◆ **Task instructions**: Reproduce the entries exactly.

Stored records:
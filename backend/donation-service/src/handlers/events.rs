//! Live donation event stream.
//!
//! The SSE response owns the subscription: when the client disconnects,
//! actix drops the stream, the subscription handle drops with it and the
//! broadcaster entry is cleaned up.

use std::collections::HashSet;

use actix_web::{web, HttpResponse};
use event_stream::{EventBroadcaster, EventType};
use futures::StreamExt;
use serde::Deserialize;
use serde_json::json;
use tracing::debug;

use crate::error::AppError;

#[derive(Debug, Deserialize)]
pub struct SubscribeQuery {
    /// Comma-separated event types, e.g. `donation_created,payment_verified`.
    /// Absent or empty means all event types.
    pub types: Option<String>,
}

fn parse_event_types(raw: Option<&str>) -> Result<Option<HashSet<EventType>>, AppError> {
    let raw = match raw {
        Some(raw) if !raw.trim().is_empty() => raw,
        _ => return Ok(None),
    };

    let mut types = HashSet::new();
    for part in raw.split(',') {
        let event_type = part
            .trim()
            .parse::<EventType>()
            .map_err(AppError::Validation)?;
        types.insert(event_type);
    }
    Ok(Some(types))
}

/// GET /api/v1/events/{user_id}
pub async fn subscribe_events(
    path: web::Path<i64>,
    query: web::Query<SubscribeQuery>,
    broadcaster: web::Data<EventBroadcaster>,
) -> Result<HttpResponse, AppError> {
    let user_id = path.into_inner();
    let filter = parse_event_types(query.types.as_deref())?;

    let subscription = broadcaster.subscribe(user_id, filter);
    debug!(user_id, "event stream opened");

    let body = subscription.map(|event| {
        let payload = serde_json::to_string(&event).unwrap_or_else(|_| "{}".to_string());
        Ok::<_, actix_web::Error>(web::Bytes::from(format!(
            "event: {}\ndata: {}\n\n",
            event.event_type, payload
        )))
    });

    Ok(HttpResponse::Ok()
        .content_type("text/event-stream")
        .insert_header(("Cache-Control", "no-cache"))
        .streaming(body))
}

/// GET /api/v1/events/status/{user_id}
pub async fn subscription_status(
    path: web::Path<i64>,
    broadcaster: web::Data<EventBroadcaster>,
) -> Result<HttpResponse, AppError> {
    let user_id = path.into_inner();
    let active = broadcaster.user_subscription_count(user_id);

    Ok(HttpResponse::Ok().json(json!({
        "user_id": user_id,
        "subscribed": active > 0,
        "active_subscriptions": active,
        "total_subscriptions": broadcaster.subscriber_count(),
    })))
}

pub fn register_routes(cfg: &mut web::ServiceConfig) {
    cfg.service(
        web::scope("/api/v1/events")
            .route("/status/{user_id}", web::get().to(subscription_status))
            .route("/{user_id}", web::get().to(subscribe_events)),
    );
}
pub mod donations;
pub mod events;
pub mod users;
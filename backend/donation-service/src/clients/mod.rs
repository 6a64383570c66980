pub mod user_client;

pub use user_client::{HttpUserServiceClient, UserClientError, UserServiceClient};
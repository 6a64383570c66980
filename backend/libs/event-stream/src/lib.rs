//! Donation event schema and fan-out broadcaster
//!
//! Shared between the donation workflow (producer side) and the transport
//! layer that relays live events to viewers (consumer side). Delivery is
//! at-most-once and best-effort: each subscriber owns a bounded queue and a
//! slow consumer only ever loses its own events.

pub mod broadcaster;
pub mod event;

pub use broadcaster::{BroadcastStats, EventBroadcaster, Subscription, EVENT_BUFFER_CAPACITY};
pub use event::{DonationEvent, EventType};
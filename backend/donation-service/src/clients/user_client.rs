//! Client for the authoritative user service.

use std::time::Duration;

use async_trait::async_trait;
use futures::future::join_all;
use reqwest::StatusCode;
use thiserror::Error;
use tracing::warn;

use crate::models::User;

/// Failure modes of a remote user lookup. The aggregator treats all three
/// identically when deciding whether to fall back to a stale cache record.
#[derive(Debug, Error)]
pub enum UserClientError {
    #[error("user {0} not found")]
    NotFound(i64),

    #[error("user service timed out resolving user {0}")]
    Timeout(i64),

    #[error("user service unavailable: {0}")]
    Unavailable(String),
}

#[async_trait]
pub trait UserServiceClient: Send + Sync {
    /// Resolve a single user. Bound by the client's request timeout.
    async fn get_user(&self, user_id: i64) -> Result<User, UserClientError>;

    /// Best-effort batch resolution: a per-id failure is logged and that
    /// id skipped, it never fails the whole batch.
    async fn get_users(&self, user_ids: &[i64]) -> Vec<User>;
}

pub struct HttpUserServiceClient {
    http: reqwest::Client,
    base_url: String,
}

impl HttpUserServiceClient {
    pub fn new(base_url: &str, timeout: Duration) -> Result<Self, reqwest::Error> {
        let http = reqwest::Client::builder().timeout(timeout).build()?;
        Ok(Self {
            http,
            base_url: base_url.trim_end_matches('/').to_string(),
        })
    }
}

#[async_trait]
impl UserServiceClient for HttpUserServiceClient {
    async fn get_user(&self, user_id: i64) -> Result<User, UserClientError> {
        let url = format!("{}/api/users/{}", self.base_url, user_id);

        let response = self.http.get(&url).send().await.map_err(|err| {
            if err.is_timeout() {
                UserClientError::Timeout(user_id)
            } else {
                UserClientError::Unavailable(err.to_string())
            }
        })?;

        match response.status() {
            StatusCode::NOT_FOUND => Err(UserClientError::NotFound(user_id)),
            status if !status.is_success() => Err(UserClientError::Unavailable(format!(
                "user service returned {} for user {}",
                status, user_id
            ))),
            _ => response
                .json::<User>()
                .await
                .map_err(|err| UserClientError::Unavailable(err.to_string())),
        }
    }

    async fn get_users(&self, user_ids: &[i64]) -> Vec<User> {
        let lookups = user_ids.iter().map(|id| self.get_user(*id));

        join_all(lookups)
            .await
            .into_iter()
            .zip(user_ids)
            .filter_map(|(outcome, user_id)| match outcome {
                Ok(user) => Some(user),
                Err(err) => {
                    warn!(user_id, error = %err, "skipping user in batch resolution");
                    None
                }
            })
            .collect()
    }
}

◆ **Answer to the problem**:
filename backend/donation-service/src/handlers/events.rs
//! Live donation event stream.
//!
//! The SSE response owns the subscription: when the client disconnects,
//! actix drops the stream, the subscription handle drops with it and the
//! broadcaster entry is cleaned up.

use std::collections::HashSet;

use actix_web::{web, HttpResponse};
use event_stream::{EventBroadcaster, EventType};
use futures::StreamExt;
use serde::Deserialize;
use serde_json::json;
use tracing::debug;

use crate::error::AppError;

#[derive(Debug, Deserialize)]
pub struct SubscribeQuery {
    /// Comma-separated event types, e.g. `donation_created,payment_verified`.
    /// Absent or empty means all event types.
    pub types: Option<String>,
}

fn parse_event_types(raw: Option<&str>) -> Result<Option<HashSet<EventType>>, AppError> {
    let raw = match raw {
        Some(raw) if !raw.trim().is_empty() => raw,
        _ => return Ok(None),
    };

    let mut types = HashSet::new();
    for part in raw.split(',') {
        let event_type = part
            .trim()
            .parse::<EventType>()
            .map_err(AppError::Validation)?;
        types.insert(event_type);
    }
    Ok(Some(types))
}

/// GET /api/v1/events/{user_id}
pub async fn subscribe_events(
    path: web::Path<i64>,
    query: web::Query<SubscribeQuery>,
    broadcaster: web::Data<EventBroadcaster>,
) -> Result<HttpResponse, AppError> {
    let user_id = path.into_inner();
    let filter = parse_event_types(query.types.as_deref())?;

    let subscription = broadcaster.subscribe(user_id, filter);
    debug!(user_id, "event stream opened");

    let body = subscription.map(|event| {
        let payload = serde_json::to_string(&event).unwrap_or_else(|_| "{}".to_string());
        Ok::<_, actix_web::Error>(web::Bytes::from(format!(
            "event: {}\ndata: {}\n\n",
            event.event_type, payload
        )))
    });

    Ok(HttpResponse::Ok()
        .content_type("text/event-stream")
        .insert_header(("Cache-Control", "no-cache"))
        .streaming(body))
}

/// GET /api/v1/events/status/{user_id}
pub async fn subscription_status(
    path: web::Path<i64>,
    broadcaster: web::Data<EventBroadcaster>,
) -> Result<HttpResponse, AppError> {
    let user_id = path.into_inner();
    let active = broadcaster.user_subscription_count(user_id);

    Ok(HttpResponse::Ok().json(json!({
        "user_id": user_id,
        "subscribed": active > 0,
        "active_subscriptions": active,
        "total_subscriptions": broadcaster.subscriber_count(),
    })))
}

pub fn register_routes(cfg: &mut web::ServiceConfig) {
    cfg.service(
        web::scope("/api/v1/events")
            .route("/status/{user_id}", web::get().to(subscription_status))
            .route("/{user_id}", web::get().to(subscribe_events)),
    );
}
pub mod donations;
pub mod events;
pub mod users;
filename backend/donation-service/src/clients/mod.rs
repository 6a64383570c66980
pub mod user_client;

pub use user_client::{HttpUserServiceClient, UserClientError, UserServiceClient};
repository 6a64383570c66980
filename backend/libs/event-stream/src/lib.rs
//! Donation event schema and fan-out broadcaster
//!
//! Shared between the donation workflow (producer side) and the transport
//! layer that relays live events to viewers (consumer side). Delivery is
//! at-most-once and best-effort: each subscriber owns a bounded queue and a
//! slow consumer only ever loses its own events.

pub mod broadcaster;
pub mod event;

pub use broadcaster::{BroadcastStats, EventBroadcaster, Subscription, EVENT_BUFFER_CAPACITY};
pub use event::{DonationEvent, EventType};
filename backend/donation-service/src/clients/user_client.rs
//! Client for the authoritative user service.

use std::time::Duration;

use async_trait::async_trait;
use futures::future::join_all;
use reqwest::StatusCode;
use thiserror::Error;
use tracing::warn;

use crate::models::User;

/// Failure modes of a remote user lookup. The aggregator treats all three
/// identically when deciding whether to fall back to a stale cache record.
#[derive(Debug, Error)]
pub enum UserClientError {
    #[error("user {0} not found")]
    NotFound(i64),

    #[error("user service timed out resolving user {0}")]
    Timeout(i64),

    #[error("user service unavailable: {0}")]
    Unavailable(String),
}

#[async_trait]
pub trait UserServiceClient: Send + Sync {
    /// Resolve a single user. Bound by the client's request timeout.
    async fn get_user(&self, user_id: i64) -> Result<User, UserClientError>;

    /// Best-effort batch resolution: a per-id failure is logged and that
    /// id skipped, it never fails the whole batch.
    async fn get_users(&self, user_ids: &[i64]) -> Vec<User>;
}

pub struct HttpUserServiceClient {
    http: reqwest::Client,
    base_url: String,
}

impl HttpUserServiceClient {
    pub fn new(base_url: &str, timeout: Duration) -> Result<Self, reqwest::Error> {
        let http = reqwest::Client::builder().timeout(timeout).build()?;
        Ok(Self {
            http,
            base_url: base_url.trim_end_matches('/').to_string(),
        })
    }
}

#[async_trait]
impl UserServiceClient for HttpUserServiceClient {
    async fn get_user(&self, user_id: i64) -> Result<User, UserClientError> {
        let url = format!("{}/api/users/{}", self.base_url, user_id);

        let response = self.http.get(&url).send().await.map_err(|err| {
            if err.is_timeout() {
                UserClientError::Timeout(user_id)
            } else {
                UserClientError::Unavailable(err.to_string())
            }
        })?;

        match response.status() {
            StatusCode::NOT_FOUND => Err(UserClientError::NotFound(user_id)),
            status if !status.is_success() => Err(UserClientError::Unavailable(format!(
                "user service returned {} for user {}",
                status, user_id
            ))),
            _ => response
                .json::<User>()
                .await
                .map_err(|err| UserClientError::Unavailable(err.to_string())),
        }
    }

    async fn get_users(&self, user_ids: &[i64]) -> Vec<User> {
        let lookups = user_ids.iter().map(|id| self.get_user(*id));

        join_all(lookups)
            .await
            .into_iter()
            .zip(user_ids)
            .filter_map(|(outcome, user_id)| match outcome {
                Ok(user) => Some(user),
                Err(err) => {
                    warn!(user_id, error = %err, "skipping user in batch resolution");
                    None
                }
            })
            .collect()
    }
}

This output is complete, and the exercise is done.